Regenerative Ag

The Promise of Net-Zero Emissions Goals

Corporate Social Responsibility and its Role in Propelling Sustainability

Climate change affects us on every level of society: from our personal lives to our corporate operations and supply chains. These effects are felt across regions, ecosystems and industries. It’s become clear that neither individuals nor corporations can afford to ignore the environmental threats we face today.

As individuals, we often hear about the sustainable choices we can make in our own lives, to better our environment. Businesses, however, have a much larger task. Businesses must address their impact on the environment across their industry and within their product supply chains. 

To address this, many organizations have announced ‘net zero emissions’ goals. These goals are pledges, borne of corporate social responsibility (CSR) efforts, which suggest that a country or organization should not produce any more greenhouse gases (GHG) than it takes out from the atmosphere. To achieve this, two actions must be taken: 1) reducing GHG emissions and 2) taking GHG out of the atmosphere. 

This sounds like a sustainable, valuable way to combat climate change. However, is it actually possible? 

Understanding Corporate Social Responsibility

As mentioned, net-zero emissions goals are often part of a company’s CSR strategy. Ethics and social accountability are at the heart of corporate social responsibility. This business strategy ensures that the company’s operations help and do not harm society and the environment.

Also called corporate citizenship, CSR takes various forms depending on the company and industry it belongs to. CSR not only benefits society, but it also helps businesses by improving brand reputation and sales. Additionally, implementing CR enhances relationships between companies and employees, and strengthens bonds between employees and the greater community.

Today, more and more companies are engaging in environmentally responsible activities as part of their CSR efforts. Global news of forest fires, heat waves, and unprecedented flooding has pushed companies to invest in sustainable operations and carbon footprint reduction.

In recent years, achieving net-zero emissions has become a popular environmental CSR initiative.

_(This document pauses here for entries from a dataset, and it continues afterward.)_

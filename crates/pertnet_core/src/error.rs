use thiserror::Error;

/// Errors raised while resolving a model configuration.
///
/// Every variant is detected at construction time, before any numerical
/// work starts; the per-step loop itself never fails. An invalid
/// configuration is a caller error, so there is no recovery path.
#[derive(Error, Debug, Clone, PartialEq)]
pub enum ConfigError {
    #[error("unknown envelope form \"{got}\"; choose from [tanh, polynomial, hill]")]
    UnknownEnvelope { got: String },

    #[error("envelope form \"{form}\" requires polynomial_k")]
    MissingPolynomialK { form: String },

    #[error("unknown ODE degree {got}; choose from [1, 2]")]
    UnknownDegree { got: u32 },

    #[error("unknown coupling form {got}; choose from [0, 1, 2]")]
    UnknownCoupling { got: u32 },

    #[error("unknown solver \"{got}\"; choose from [euler, midpoint, heun, rk4]")]
    UnknownSolver { got: String },

    #[error("coupling form 2 requires psi in the parameter bundle")]
    MissingPsi,

    #[error("dimension mismatch for {what}: expected {expected}, got {got}")]
    DimensionMismatch {
        what: &'static str,
        expected: usize,
        got: usize,
    },

    #[error("step width must be positive and finite, got {got}")]
    InvalidStep { got: f64 },
}

pub type ConfigResult<T> = Result<T, ConfigError>;
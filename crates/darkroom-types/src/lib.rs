//! Shared identity, artifact, and operation types for Darkroom.
//!
//! This crate is the vocabulary of the processing-history tree: typed IDs,
//! the opaque image artifact handle, and operation records. It has **no
//! internal darkroom dependencies** — a pure leaf crate that the history
//! engine builds on.
//!
//! # Entity-Relationship Overview
//!
//! ```text
//! Chain (ChainId) ← one loaded image and everything derived from it
//!     └── root node is the unmodified load ("Original")
//!     └── every later node derives from exactly one parent
//!
//! Node (NodeId = ChainId + arena slot)
//!     └── carries input/output Artifacts (handles, identity-compared)
//!     └── carries an OpRecord (name + timestamp + ordered params)
//! ```
//!
//! # Key Types
//!
//! |--------------|-------------------------------------------------|
//! | Type         | Purpose                                         |
//! |--------------|-------------------------------------------------|
//! | [`ChainId`]  | Which editing chain (minted per image load)     |
//! | [`NodeId`]   | Unique node address (chain + slot)              |
//! | [`Artifact`] | Immutable shared image buffer                   |
//! | [`OpRecord`] | What happened at a step, when, with what params |
//! |--------------|-------------------------------------------------|

pub mod artifact;
pub mod ids;
pub mod op;

// Re-export primary types at crate root for convenience.
pub use artifact::Artifact;
pub use ids::{ChainId, NodeId};
pub use op::{OpParams, OpRecord, ORIGINAL_OP};

/// Current time as Unix milliseconds. Used by constructors throughout the crate.
pub(crate) fn now_millis() -> u64 {
    std::time::SystemTime::now()
        .duration_since(std::time::UNIX_EPOCH)
        .map(|d| d.as_millis() as u64)
        .unwrap_or(0)
}
//! Processing nodes — one immutable step each.
//!
//! A node records what one operation did: the artifact it started from, the
//! artifact it produced, and the [`OpRecord`] describing the step. Linkage
//! (parent, children) is owned by the tree; nodes are created already
//! attached, which is why the constructors live behind `pub(crate)`. There
//! is no way to build a floating node and attach it later, and no way to
//! attach the same node twice.
//!
//! Nodes never change after creation except for one thing: the parent's
//! child list grows when a new step derives from it.

use std::path::{Path, PathBuf};

use darkroom_types::{Artifact, NodeId, OpRecord};

/// One processing step in a chain.
///
/// The root node is the unmodified load: no parent, no input, and the
/// `source_path` of the file it came from. Every other node has exactly one
/// parent, and its input is **the same buffer** (handle identity, not a
/// copy) as that parent's output.
#[derive(Debug, Clone)]
pub struct ProcessingNode {
    id: NodeId,
    parent: Option<NodeId>,
    children: Vec<NodeId>,
    input: Option<Artifact>,
    output: Artifact,
    op: OpRecord,
    source_path: Option<PathBuf>,
}

impl ProcessingNode {
    /// Build a chain root. Only the tree calls this.
    pub(crate) fn root(id: NodeId, output: Artifact, op: OpRecord, source_path: PathBuf) -> Self {
        debug_assert!(id.index == 0, "root must occupy arena slot 0");
        Self {
            id,
            parent: None,
            children: Vec::new(),
            input: None,
            output,
            op,
            source_path: Some(source_path),
        }
    }

    /// Build a derived step. Only the tree calls this, with `input` already
    /// snapshotted from the parent's output.
    pub(crate) fn child(
        id: NodeId,
        parent: NodeId,
        input: Artifact,
        output: Artifact,
        op: OpRecord,
    ) -> Self {
        debug_assert!(
            parent.chain == id.chain,
            "parent must be in the same chain as the node"
        );
        debug_assert!(
            parent.index < id.index,
            "parent must occupy an earlier arena slot"
        );
        Self {
            id,
            parent: Some(parent),
            children: Vec::new(),
            input: Some(input),
            output,
            op,
            source_path: None,
        }
    }

    /// Record a newly attached child, in creation order.
    pub(crate) fn record_child(&mut self, child: NodeId) {
        debug_assert!(
            !self.children.contains(&child),
            "child recorded twice on the same parent"
        );
        self.children.push(child);
    }

    // ── Accessors ───────────────────────────────────────────────────────

    /// This node's address.
    pub fn id(&self) -> NodeId {
        self.id
    }

    /// The parent node, `None` for the root.
    pub fn parent(&self) -> Option<NodeId> {
        self.parent
    }

    /// Children in creation order.
    pub fn children(&self) -> &[NodeId] {
        &self.children
    }

    /// The artifact this step started from, `None` for the root.
    pub fn input(&self) -> Option<&Artifact> {
        self.input.as_ref()
    }

    /// The artifact this step produced. Never absent: a node exists only
    /// once its operation has completed.
    pub fn output(&self) -> &Artifact {
        &self.output
    }

    /// The operation that produced this node.
    pub fn op(&self) -> &OpRecord {
        &self.op
    }

    /// Where the pixels originally came from. Set on roots only.
    pub fn source_path(&self) -> Option<&Path> {
        self.source_path.as_deref()
    }

    /// Check if this is the chain root (no parent).
    pub fn is_root(&self) -> bool {
        self.parent.is_none()
    }

    /// Check if this node has no children yet.
    pub fn is_leaf(&self) -> bool {
        self.children.is_empty()
    }
}

// ============================================================================
// Tests
// ============================================================================
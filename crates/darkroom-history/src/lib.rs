//! Branching processing-history engine for Darkroom.
//!
//! Every image-editing session is a tree: load an image (the root), apply
//! operations (children), go back to an earlier result and apply something
//! else (a branch). This crate owns that tree and the pointer semantics
//! that make it feel like an editor history rather than a bare data
//! structure.
//!
//! # Design Philosophy
//!
//! History is structured as nodes, not a flat undo stack. This enables:
//! - Branching (reselect an earlier step, continue from there)
//! - Full provenance per step (input, output, operation, timestamp)
//! - Tree widgets rendered straight from a depth-first walk
//! - Cheap snapshots — artifacts are shared by handle, never copied
//!
//! # Layers
//!
//! - [`HistoryTree`] — arena-owned nodes, shape guarantees, traversal
//! - [`HistoryEngine`] — at most one tree plus the current/selected pointers
//! - [`ImageProcessor`] — runs [`ImageOp`]s and records the results
//!
//! Applications drive the processor (or the engine directly), render from
//! the read surface, and keep pixel algorithms behind the [`ImageOp`]
//! trait. Nothing in this crate decodes or inspects image bytes.

mod engine;
mod error;
mod node;
mod processor;
mod tree;

pub use engine::HistoryEngine;
pub use error::{HistoryError, ProcessError};
pub use node::ProcessingNode;
pub use processor::{BoxError, ImageOp, ImageProcessor};
pub use tree::HistoryTree;

// Re-export the vocabulary crate so callers need only one `use`.
pub use darkroom_types::{Artifact, ChainId, NodeId, OpParams, OpRecord, ORIGINAL_OP};

/// Result type for history operations.
pub type Result<T> = std::result::Result<T, HistoryError>;

#[cfg(test)]
mod tests {
    use super::*;

    fn artifact(byte: u8) -> Artifact {
        Artifact::from_vec(vec![byte; 8])
    }

    #[test]
    fn test_session_with_two_branches() {
        let mut engine = HistoryEngine::new();
        let root = engine.start_chain("/shoot/raw_0001.png", artifact(0));

        // Linear edits first.
        let gray = engine.record_step(artifact(1), OpRecord::new("Grayscale")).unwrap();
        let blur = engine.record_step(artifact(2), OpRecord::new("Blur")).unwrap();

        // Back up to the grayscale result and try a different finish.
        engine.select(gray).unwrap();
        let sharpen = engine.record_step(artifact(3), OpRecord::new("Sharpen")).unwrap();

        // And a third branch straight off the original.
        engine.select(root).unwrap();
        let rgb = engine.record_step(artifact(4), OpRecord::new("RGB")).unwrap();

        let tree = engine.tree().unwrap();
        assert_eq!(tree.node_count(), 5);
        assert_eq!(tree.children(root), &[gray, rgb]);
        assert_eq!(tree.children(gray), &[blur, sharpen]);

        // The listing follows whichever branch is current.
        let names: Vec<&str> = engine.current_chain().iter().map(|r| r.name.as_str()).collect();
        assert_eq!(names, ["Original", "RGB"]);

        // The abandoned branch is still fully listable.
        let names: Vec<&str> = tree.chain(sharpen).iter().map(|r| r.name.as_str()).collect();
        assert_eq!(names, ["Original", "Grayscale", "Sharpen"]);
    }

    #[test]
    fn test_widget_roundtrip_through_string_keys() {
        // Tree widgets store rows keyed by string and hand the key back on
        // click. Simulate that: walk the tree, stash keys, select by key.
        let mut engine = HistoryEngine::new();
        let root = engine.start_chain("/shoot/raw_0002.png", artifact(0));
        engine.record_step(artifact(1), OpRecord::new("Grayscale")).unwrap();

        let keys: Vec<String> = engine
            .tree()
            .unwrap()
            .iter_dfs()
            .map(|(_, node)| node.id().to_key())
            .collect();
        assert_eq!(keys.len(), 2);

        let clicked = NodeId::from_key(&keys[0]).unwrap();
        engine.select(clicked).unwrap();
        assert_eq!(engine.selected(), Some(root));
        assert_eq!(engine.active_node().unwrap().id(), root);
    }

    #[test]
    fn test_chain_timestamps_read_in_order() {
        let mut engine = HistoryEngine::new();
        engine.start_chain("/shoot/raw_0003.png", artifact(0));
        for i in 0..4u8 {
            engine.record_step(artifact(i), OpRecord::new(format!("Op{i}"))).unwrap();
        }

        let chain = engine.current_chain();
        for pair in chain.windows(2) {
            assert!(pair[0].timestamp_ms <= pair[1].timestamp_ms);
        }
    }
}
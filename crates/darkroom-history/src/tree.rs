//! The history tree: arena-owned nodes with efficient traversal.
//!
//! One tree per loaded image. Nodes live in a `Vec` arena owned by the tree;
//! the outside world holds [`NodeId`] handles and resolves them here. A
//! child always occupies a later arena slot than its parent, so upward walks
//! terminate structurally and no cycle guard is needed anywhere in this
//! module.
//!
//! The tree knows nothing about "current" or "selected" — those pointers
//! belong to the engine. This layer only guarantees shape: exactly one root,
//! every other node reachable from it, and each child's input being the
//! very buffer its parent produced.

use std::path::PathBuf;

use darkroom_types::{Artifact, ChainId, NodeId, OpRecord};

use crate::{HistoryError, ProcessingNode, Result};

/// A branching tree of processing steps for one source image.
#[derive(Debug, Clone)]
pub struct HistoryTree {
    /// Chain identity, embedded in every handle this tree mints.
    chain: ChainId,
    /// Arena. Slot 0 is always the root.
    nodes: Vec<ProcessingNode>,
}

impl HistoryTree {
    /// Create a tree around a freshly loaded image.
    ///
    /// The root node is built immediately: a tree is never rootless.
    pub fn new(source_path: impl Into<PathBuf>, original: Artifact, op: OpRecord) -> Self {
        let chain = ChainId::new();
        let root = ProcessingNode::root(NodeId::new(chain, 0), original, op, source_path.into());
        Self {
            chain,
            nodes: vec![root],
        }
    }

    /// Append a new step under `parent`.
    ///
    /// The child's input is snapshotted from the parent's output (handle
    /// identity, not a copy), and its timestamp is bumped to the parent's
    /// if the wall clock stepped backwards between the two steps.
    pub fn append(&mut self, parent: NodeId, output: Artifact, mut op: OpRecord) -> Result<NodeId> {
        let Some(parent_node) = self.get(parent) else {
            return Err(HistoryError::UnknownNode {
                chain: self.chain,
                id: parent,
            });
        };

        let input = parent_node.output().clone();
        let parent_ts = parent_node.op().timestamp_ms;
        if op.timestamp_ms < parent_ts {
            tracing::debug!(
                parent = %parent,
                behind_ms = parent_ts - op.timestamp_ms,
                "clock stepped backwards; clamping step timestamp to parent's"
            );
            op.timestamp_ms = parent_ts;
        }

        debug_assert!(self.nodes.len() < u32::MAX as usize, "arena slot overflow");
        let id = NodeId::new(self.chain, self.nodes.len() as u32);
        self.nodes
            .push(ProcessingNode::child(id, parent, input, output, op));
        self.nodes[parent.index as usize].record_child(id);

        tracing::debug!(node = %id, parent = %parent, op = %self.nodes[id.index as usize].op(), "appended step");
        Ok(id)
    }

    // ── Lookup ──────────────────────────────────────────────────────────

    /// The chain this tree belongs to.
    pub fn chain_id(&self) -> ChainId {
        self.chain
    }

    /// Check whether a handle resolves in this tree.
    pub fn contains(&self, id: NodeId) -> bool {
        id.chain == self.chain && (id.index as usize) < self.nodes.len()
    }

    /// Get a node by handle.
    pub fn get(&self, id: NodeId) -> Option<&ProcessingNode> {
        if id.chain != self.chain {
            return None;
        }
        self.nodes.get(id.index as usize)
    }

    /// The root node.
    pub fn root(&self) -> &ProcessingNode {
        &self.nodes[0]
    }

    /// The root's handle.
    pub fn root_id(&self) -> NodeId {
        NodeId::new(self.chain, 0)
    }

    /// Total number of nodes (at least 1).
    pub fn node_count(&self) -> usize {
        self.nodes.len()
    }

    /// Children of a node, in creation order. Empty for unknown handles.
    pub fn children(&self, id: NodeId) -> &[NodeId] {
        self.get(id).map(|n| n.children()).unwrap_or(&[])
    }

    // ── Traversal ───────────────────────────────────────────────────────

    /// Ancestors of a node, from immediate parent up to the root.
    pub fn ancestors(&self, id: NodeId) -> Vec<&ProcessingNode> {
        let mut result = Vec::new();
        let mut current = self.get(id);

        while let Some(node) = current {
            if let Some(parent_id) = node.parent() {
                // Parent slots are strictly decreasing, so this terminates.
                let parent = &self.nodes[parent_id.index as usize];
                result.push(parent);
                current = Some(parent);
            } else {
                break;
            }
        }

        result
    }

    /// The operation records along the path ending at `id`: root first,
    /// `id`'s own record last.
    ///
    /// This is what a chain listing shows. Branches hanging off the path
    /// are not included. Empty for unknown handles.
    pub fn chain(&self, id: NodeId) -> Vec<&OpRecord> {
        let Some(node) = self.get(id) else {
            return Vec::new();
        };

        let mut result: Vec<&OpRecord> = self.ancestors(id).into_iter().map(|n| n.op()).collect();
        result.reverse();
        result.push(node.op());
        result
    }

    /// Depth of a node (0 for the root, 0 for unknown handles).
    pub fn depth(&self, id: NodeId) -> usize {
        self.ancestors(id).len()
    }

    /// Iterate nodes in depth-first order.
    ///
    /// Returns (depth, node) pairs where the root has depth 0. Children are
    /// visited in creation order, each subtree fully before the next
    /// sibling — the order a tree widget inserts its rows.
    pub fn iter_dfs(&self) -> impl Iterator<Item = (usize, &ProcessingNode)> {
        DfsIterator::new(self)
    }
}

/// Depth-first iterator over tree nodes.
struct DfsIterator<'a> {
    tree: &'a HistoryTree,
    stack: Vec<(usize, NodeId)>,
}

impl<'a> DfsIterator<'a> {
    fn new(tree: &'a HistoryTree) -> Self {
        Self {
            tree,
            stack: vec![(0, tree.root_id())],
        }
    }
}

impl<'a> Iterator for DfsIterator<'a> {
    type Item = (usize, &'a ProcessingNode);

    fn next(&mut self) -> Option<Self::Item> {
        let (depth, id) = self.stack.pop()?;
        let node = &self.tree.nodes[id.index as usize];
        // Push children in reverse so the first child is visited first.
        for child in node.children().iter().rev() {
            self.stack.push((depth + 1, *child));
        }
        Some((depth, node))
    }
}

// ============================================================================
// Tests
// ============================================================================

#[cfg(test)]
mod tests {
    use super::*;

    fn artifact(byte: u8) -> Artifact {
        Artifact::from_vec(vec![byte; 8])
    }

    fn test_tree() -> HistoryTree {
        HistoryTree::new("/photos/cat.png", artifact(0), OpRecord::original())
    }

    #[test]
    fn test_new_tree_has_root() {
        let tree = test_tree();

        assert_eq!(tree.node_count(), 1);
        assert!(tree.contains(tree.root_id()));
        assert!(tree.root().is_root());
        assert!(tree.root().op().is_original());
        assert_eq!(tree.depth(tree.root_id()), 0);
    }

    #[test]
    fn test_append_links_both_directions() {
        let mut tree = test_tree();
        let root = tree.root_id();

        let child = tree.append(root, artifact(1), OpRecord::new("Grayscale")).unwrap();

        assert_eq!(tree.get(child).unwrap().parent(), Some(root));
        assert_eq!(tree.children(root), &[child]);
    }

    #[test]
    fn test_append_snapshots_parent_output_as_input() {
        let mut tree = test_tree();
        let root = tree.root_id();

        let child = tree.append(root, artifact(1), OpRecord::new("RGB")).unwrap();
        let grandchild = tree.append(child, artifact(2), OpRecord::new("Blur")).unwrap();

        let root_out = tree.root().output().clone();
        assert!(tree.get(child).unwrap().input().unwrap().same_data(&root_out));

        let child_out = tree.get(child).unwrap().output().clone();
        assert!(tree.get(grandchild).unwrap().input().unwrap().same_data(&child_out));
    }

    #[test]
    fn test_append_rejects_foreign_handle() {
        let mut tree = test_tree();
        let other = test_tree();

        let err = tree
            .append(other.root_id(), artifact(1), OpRecord::new("RGB"))
            .unwrap_err();
        assert!(matches!(err, HistoryError::UnknownNode { .. }));

        // Right chain, slot never minted.
        let bogus = NodeId::new(tree.chain_id(), 99);
        assert!(tree.append(bogus, artifact(1), OpRecord::new("RGB")).is_err());
        assert_eq!(tree.node_count(), 1);
    }

    #[test]
    fn test_branch_children_in_creation_order() {
        let mut tree = test_tree();
        let root = tree.root_id();

        let a = tree.append(root, artifact(1), OpRecord::new("Grayscale")).unwrap();
        let b = tree.append(root, artifact(2), OpRecord::new("RGB")).unwrap();

        assert_eq!(tree.children(root), &[a, b]);
        // Both branches share the same input buffer.
        let root_out = tree.root().output().clone();
        assert!(tree.get(a).unwrap().input().unwrap().same_data(&root_out));
        assert!(tree.get(b).unwrap().input().unwrap().same_data(&root_out));
    }

    #[test]
    fn test_chain_is_root_first_and_excludes_siblings() {
        let mut tree = test_tree();
        let root = tree.root_id();

        let gray = tree.append(root, artifact(1), OpRecord::new("Grayscale")).unwrap();
        let _rgb = tree.append(root, artifact(2), OpRecord::new("RGB")).unwrap();
        let blur = tree.append(gray, artifact(3), OpRecord::new("Blur")).unwrap();

        let names: Vec<&str> = tree.chain(blur).iter().map(|r| r.name.as_str()).collect();
        assert_eq!(names, ["Original", "Grayscale", "Blur"]);
        assert_eq!(tree.chain(blur).len(), tree.depth(blur) + 1);
    }

    #[test]
    fn test_chain_of_root_is_just_root() {
        let tree = test_tree();
        let chain = tree.chain(tree.root_id());
        assert_eq!(chain.len(), 1);
        assert!(chain[0].is_original());
    }

    #[test]
    fn test_chain_of_unknown_is_empty() {
        let tree = test_tree();
        let other = test_tree();
        assert!(tree.chain(other.root_id()).is_empty());
        assert!(tree.children(other.root_id()).is_empty());
    }

    #[test]
    fn test_ancestors_nearest_first() {
        let mut tree = test_tree();
        let root = tree.root_id();
        let a = tree.append(root, artifact(1), OpRecord::new("A")).unwrap();
        let b = tree.append(a, artifact(2), OpRecord::new("B")).unwrap();

        let ancestors = tree.ancestors(b);
        assert_eq!(ancestors.len(), 2);
        assert_eq!(ancestors[0].id(), a);
        assert_eq!(ancestors[1].id(), root);

        assert!(tree.ancestors(root).is_empty());
    }

    #[test]
    fn test_depth() {
        let mut tree = test_tree();
        let root = tree.root_id();
        let a = tree.append(root, artifact(1), OpRecord::new("A")).unwrap();
        let b = tree.append(a, artifact(2), OpRecord::new("B")).unwrap();
        let side = tree.append(root, artifact(3), OpRecord::new("C")).unwrap();

        assert_eq!(tree.depth(root), 0);
        assert_eq!(tree.depth(a), 1);
        assert_eq!(tree.depth(b), 2);
        assert_eq!(tree.depth(side), 1);
    }

    #[test]
    fn test_dfs_visits_subtree_before_sibling() {
        let mut tree = test_tree();
        let root = tree.root_id();
        let a = tree.append(root, artifact(1), OpRecord::new("A")).unwrap();
        let a1 = tree.append(a, artifact(2), OpRecord::new("A1")).unwrap();
        let b = tree.append(root, artifact(3), OpRecord::new("B")).unwrap();

        let order: Vec<(usize, NodeId)> = tree.iter_dfs().map(|(d, n)| (d, n.id())).collect();
        assert_eq!(order, vec![(0, root), (1, a), (2, a1), (1, b)]);
    }

    #[test]
    fn test_timestamp_clamped_to_parent() {
        let mut tree = test_tree();
        let root = tree.root_id();
        let root_ts = tree.root().op().timestamp_ms;

        // Simulate a wall clock that stepped backwards.
        let mut op = OpRecord::new("Grayscale");
        op.timestamp_ms = root_ts.saturating_sub(5_000);

        let child = tree.append(root, artifact(1), op).unwrap();
        assert_eq!(tree.get(child).unwrap().op().timestamp_ms, root_ts);
    }

    #[test]
    fn test_timestamps_never_decrease_along_chains() {
        let mut tree = test_tree();
        let root = tree.root_id();
        let a = tree.append(root, artifact(1), OpRecord::new("A")).unwrap();
        let b = tree.append(a, artifact(2), OpRecord::new("B")).unwrap();

        let chain = tree.chain(b);
        for pair in chain.windows(2) {
            assert!(pair[0].timestamp_ms <= pair[1].timestamp_ms);
        }
    }

    // ── Randomized shape check ──────────────────────────────────────────

    #[test]
    fn test_random_append_sequence_preserves_invariants() {
        use rand::Rng;
        let mut rng = rand::thread_rng();

        let mut tree = test_tree();
        let mut ids = vec![tree.root_id()];

        for i in 0..200u8 {
            let parent = ids[rng.gen_range(0..ids.len())];
            let id = tree
                .append(parent, artifact(i), OpRecord::new(format!("Op{i}")))
                .unwrap();
            ids.push(id);
        }

        assert_eq!(tree.node_count(), 201);

        let mut roots = 0;
        for (_, node) in tree.iter_dfs() {
            match node.parent() {
                None => roots += 1,
                Some(parent) => {
                    // Parent lists this node as a child.
                    assert!(tree.children(parent).contains(&node.id()));
                    // Input is the parent's output, by handle identity.
                    let parent_out = tree.get(parent).unwrap().output();
                    assert!(node.input().unwrap().same_data(parent_out));
                    // Timestamps never run backwards.
                    assert!(tree.get(parent).unwrap().op().timestamp_ms <= node.op().timestamp_ms);
                }
            }
        }
        assert_eq!(roots, 1);

        // DFS reaches every node exactly once.
        assert_eq!(tree.iter_dfs().count(), tree.node_count());
    }
}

Net-Zero Goals and Food Companies

Food companies have a significant role to play in increasing the health and equity of today’s food systems. Efforts to enhance our food systems are intricately tied to climate action, and corporations that are directly involved in food systems have the power and demand to influence our food systems by developing more sustainable supply chains.

Achieving net-zero emissions goals is imperative for food and farming organizations. Agriculture alone contributes to 17% of the world’s greenhouse gas emissions — and that doesn’t include the emissions caused by transporting food, processing food or land use changes associated with farming. If a food company can reach net-zero emissions within its supply chains, it will make a significant impact on our climate and on the development of our food systems for the future.

Are These Goals Achievable?

In short, yes. Corporate social responsibility efforts build a business and economic incentive for reducing emissions and reforming harmful practices. Net-zero emissions goals require companies to understand their own emissions, quantify their practices and put real numbers behind their efforts. 

Net-zero emissions goals, when powered by well-structured business initiatives, can make a significant impact on the future of our climate. To achieve net-zero goals food companies will have to invest in transforming their agricultural supply chains, creating emissions reduction within their own supply chains, and generating assets called ‘insets’. For some companies, who have integrated and fully own their supply chains, this may be easier than for companies that source ingredients from many suppliers (these supply chains are less transparent). Some brands seek to buy offsets — that is, to pay someone to sequester carbon on their behalf without necessarily reducing their own emissions. While this can be effective, especially when no further possible emission reduction pathways are available, this should be treated as a last resort rather than an attractive, ‘low-hanging fruit’ strategy. As consumers, we need to be discerning of these different pathways and recognize the efforts of the brands we associate with.

When it comes to achieving net-zero emissions, there are no shortcuts.